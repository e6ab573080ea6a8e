//! Voxchat - terminal voice chat client for conversational AI agents
//!
//! This library provides the pieces of a push-to-talk chat client:
//! - Microphone capture into an ordered chunk accumulator
//! - Multipart upload of the finalized recording to an agent endpoint
//! - Append-only transcript rendering and a single status line
//! - Best-effort playback of returned or fallback audio
//!
//! # Architecture
//!
//! ```text
//! toggle ──► VoiceChatWidget ──► Recorder (cpal, 16kHz mono)
//!                │
//!                ├──► ChatBackend (reqwest, POST /agent/chat/{session})
//!                │
//!                ├──► Transcript + StatusLine (terminal)
//!                │
//!                └──► AudioSink (cpal, WAV/MP3 decode)
//! ```
//!
//! The widget serializes recording cycles; only one upload is ever in
//! flight.

pub mod client;
pub mod config;
pub mod error;
pub mod session;
pub mod transcript;
pub mod voice;
pub mod widget;

pub use client::{AgentClient, ChatBackend, ChatResponse};
pub use config::Config;
pub use error::{Error, Result};
pub use session::SessionId;
pub use transcript::{ChatMessage, Sender, StatusLine, Transcript};
pub use voice::{AudioCapture, AudioPlayback, Recorder, SAMPLE_RATE, samples_to_wav};
pub use widget::{
    AudioSink, FALLBACK_AUDIO_PATH, FAILURE_MESSAGE, TROUBLE_MESSAGE, VoiceChatWidget,
    WidgetState,
};
//! One-step temporal-difference (TD(0)) evaluation of a fixed policy

use rand::{SeedableRng, rngs::StdRng};

use crate::{
    error::Result,
    grid::GridWorld,
    policy::Policy,
    reward::RewardModel,
    value::ValueTable,
};

/// Online TD(0) value estimator under a fixed stochastic policy.
///
/// Unlike the Monte-Carlo evaluator no episode memory is kept: each
/// transition immediately applies the bootstrapped update
/// `V(s) += alpha * (r + gamma * V(s') - V(s))`, with the bootstrap zeroed
/// when the landed state is the goal. Value estimates persist across
/// episodes.
#[derive(Debug)]
pub struct TdEvaluator {
    gamma: f64,
    alpha: f64,
    policy: Policy,
    values: ValueTable,
    rng: StdRng,
}

impl TdEvaluator {
    pub fn new(gamma: f64, alpha: f64, policy: Policy) -> Self {
        Self {
            gamma,
            alpha,
            policy,
            values: ValueTable::new(),
            rng: StdRng::from_rng(&mut rand::rng()),
        }
    }

    /// Seed the action-sampling generator for reproducible runs.
    pub fn with_seed(mut self, seed: u64) -> Self {
        self.rng = StdRng::seed_from_u64(seed);
        self
    }

    pub fn values(&self) -> &ValueTable {
        &self.values
    }

    /// Roll out one episode from the start cell, updating the value of
    /// each visited state as soon as its transition is observed.
    ///
    /// # Errors
    ///
    /// `Error::StartNotSet` / `Error::GoalNotSet` on a misconfigured grid,
    /// `Error::ActionNotFound` on a malformed policy.
    pub fn run_episode(&mut self, grid: &GridWorld, rewards: &RewardModel) -> Result<()> {
        let goal = grid.goal()?;
        let mut state = grid.start()?;
        loop {
            let action = self.policy.sample(state, &mut self.rng)?;
            let next = grid.step(state, action);
            let reward = rewards.reward(next);
            let done = next == goal;

            let bootstrap = if done { 0.0 } else { self.values.get(next) };
            let target = reward + self.gamma * bootstrap;
            let old = self.values.get(state);
            self.values.set(state, old + self.alpha * (target - old));

            if done {
                return Ok(());
            }
            state = next;
        }
    }

    /// Run a batch of episodes.
    pub fn run(&mut self, grid: &GridWorld, rewards: &RewardModel, episodes: usize) -> Result<()> {
        for _ in 0..episodes {
            self.run_episode(grid, rewards)?;
        }
        Ok(())
    }
}

#[cfg(test)]
mod tests {
    use std::collections::HashMap;

    use crate::types::{Action, State};

    use super::*;

    #[test]
    fn single_step_update_hits_the_bootstrapped_target() {
        let mut grid = GridWorld::new(3, 1);
        grid.set_start(0, 0).unwrap();
        grid.set_goal(2, 0).unwrap();
        let rewards = RewardModel::new(grid.goal().unwrap());

        let mut policy = Policy::default();
        for state in grid.states() {
            policy.set(state, HashMap::from([(Action::Right, 1.0)]));
        }

        let mut td = TdEvaluator::new(0.9, 0.5, policy).with_seed(4);
        td.run_episode(&grid, &rewards).unwrap();

        // First transition: target 0 + 0.9 * 0, value unchanged at 0.
        // Second transition reaches the goal: V(1,0) = 0 + 0.5 * (1 - 0).
        assert_eq!(td.values().get(State::new(0, 0)), 0.0);
        assert!((td.values().get(State::new(1, 0)) - 0.5).abs() < 1e-12);
        assert_eq!(td.values().get(State::new(2, 0)), 0.0);

        // The next episode bootstraps off the updated neighbor.
        td.run_episode(&grid, &rewards).unwrap();
        let expected = 0.5 * (0.9 * 0.5);
        assert!((td.values().get(State::new(0, 0)) - expected).abs() < 1e-12);
    }
}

:: EXERCISE DETAILS ::
For this exercise, repeat each line of the listing exactly.

:: ANSWER TO THIS EXERCISE ::
repository e6ab573080ea6a8e
//! Voxchat - terminal voice chat client for conversational AI agents
//!
//! This library provides the pieces of a push-to-talk chat client:
//! - Microphone capture into an ordered chunk accumulator
//! - Multipart upload of the finalized recording to an agent endpoint
//! - Append-only transcript rendering and a single status line
//! - Best-effort playback of returned or fallback audio
//!
//! # Architecture
//!
//! ```text
//! toggle ──► VoiceChatWidget ──► Recorder (cpal, 16kHz mono)
//!                │
//!                ├──► ChatBackend (reqwest, POST /agent/chat/{session})
//!                │
//!                ├──► Transcript + StatusLine (terminal)
//!                │
//!                └──► AudioSink (cpal, WAV/MP3 decode)
//! ```
//!
//! The widget serializes recording cycles; only one upload is ever in
//! flight.

pub mod client;
pub mod config;
pub mod error;
pub mod session;
pub mod transcript;
pub mod voice;
pub mod widget;

pub use client::{AgentClient, ChatBackend, ChatResponse};
pub use config::Config;
pub use error::{Error, Result};
pub use session::SessionId;
pub use transcript::{ChatMessage, Sender, StatusLine, Transcript};
pub use voice::{AudioCapture, AudioPlayback, Recorder, SAMPLE_RATE, samples_to_wav};
pub use widget::{
    AudioSink, FALLBACK_AUDIO_PATH, FAILURE_MESSAGE, TROUBLE_MESSAGE, VoiceChatWidget,
    WidgetState,
};
//! One-step temporal-difference (TD(0)) evaluation of a fixed policy

use rand::{SeedableRng, rngs::StdRng};

use crate::{
    error::Result,
    grid::GridWorld,
    policy::Policy,
    reward::RewardModel,
    value::ValueTable,
};

/// Online TD(0) value estimator under a fixed stochastic policy.
///
/// Unlike the Monte-Carlo evaluator no episode memory is kept: each
/// transition immediately applies the bootstrapped update
/// `V(s) += alpha * (r + gamma * V(s') - V(s))`, with the bootstrap zeroed
/// when the landed state is the goal. Value estimates persist across
/// episodes.
#[derive(Debug)]
pub struct TdEvaluator {
    gamma: f64,
    alpha: f64,
    policy: Policy,
    values: ValueTable,
    rng: StdRng,
}

impl TdEvaluator {
    pub fn new(gamma: f64, alpha: f64, policy: Policy) -> Self {
        Self {
            gamma,
            alpha,
            policy,
            values: ValueTable::new(),
            rng: StdRng::from_rng(&mut rand::rng()),
        }
    }

    /// Seed the action-sampling generator for reproducible runs.
    pub fn with_seed(mut self, seed: u64) -> Self {
        self.rng = StdRng::seed_from_u64(seed);
        self
    }

    pub fn values(&self) -> &ValueTable {
        &self.values
    }

    /// Roll out one episode from the start cell, updating the value of
    /// each visited state as soon as its transition is observed.
    ///
    /// # Errors
    ///
    /// `Error::StartNotSet` / `Error::GoalNotSet` on a misconfigured grid,
    /// `Error::ActionNotFound` on a malformed policy.
    pub fn run_episode(&mut self, grid: &GridWorld, rewards: &RewardModel) -> Result<()> {
        let goal = grid.goal()?;
        let mut state = grid.start()?;
        loop {
            let action = self.policy.sample(state, &mut self.rng)?;
            let next = grid.step(state, action);
            let reward = rewards.reward(next);
            let done = next == goal;

            let bootstrap = if done { 0.0 } else { self.values.get(next) };
            let target = reward + self.gamma * bootstrap;
            let old = self.values.get(state);
            self.values.set(state, old + self.alpha * (target - old));

            if done {
                return Ok(());
            }
            state = next;
        }
    }

    /// Run a batch of episodes.
    pub fn run(&mut self, grid: &GridWorld, rewards: &RewardModel, episodes: usize) -> Result<()> {
        for _ in 0..episodes {
            self.run_episode(grid, rewards)?;
        }
        Ok(())
    }
}

#[cfg(test)]
mod tests {
    use std::collections::HashMap;

    use crate::types::{Action, State};

    use super::*;

    #[test]
    fn single_step_update_hits_the_bootstrapped_target() {
        let mut grid = GridWorld::new(3, 1);
        grid.set_start(0, 0).unwrap();
        grid.set_goal(2, 0).unwrap();
        let rewards = RewardModel::new(grid.goal().unwrap());

        let mut policy = Policy::default();
        for state in grid.states() {
            policy.set(state, HashMap::from([(Action::Right, 1.0)]));
        }

        let mut td = TdEvaluator::new(0.9, 0.5, policy).with_seed(4);
        td.run_episode(&grid, &rewards).unwrap();

        // First transition: target 0 + 0.9 * 0, value unchanged at 0.
        // Second transition reaches the goal: V(1,0) = 0 + 0.5 * (1 - 0).
        assert_eq!(td.values().get(State::new(0, 0)), 0.0);
        assert!((td.values().get(State::new(1, 0)) - 0.5).abs() < 1e-12);
        assert_eq!(td.values().get(State::new(2, 0)), 0.0);

        // The next episode bootstraps off the updated neighbor.
        td.run_episode(&grid, &rewards).unwrap();
        let expected = 0.5 * (0.9 * 0.5);
        assert!((td.values().get(State::new(0, 0)) - expected).abs() < 1e-12);
    }
}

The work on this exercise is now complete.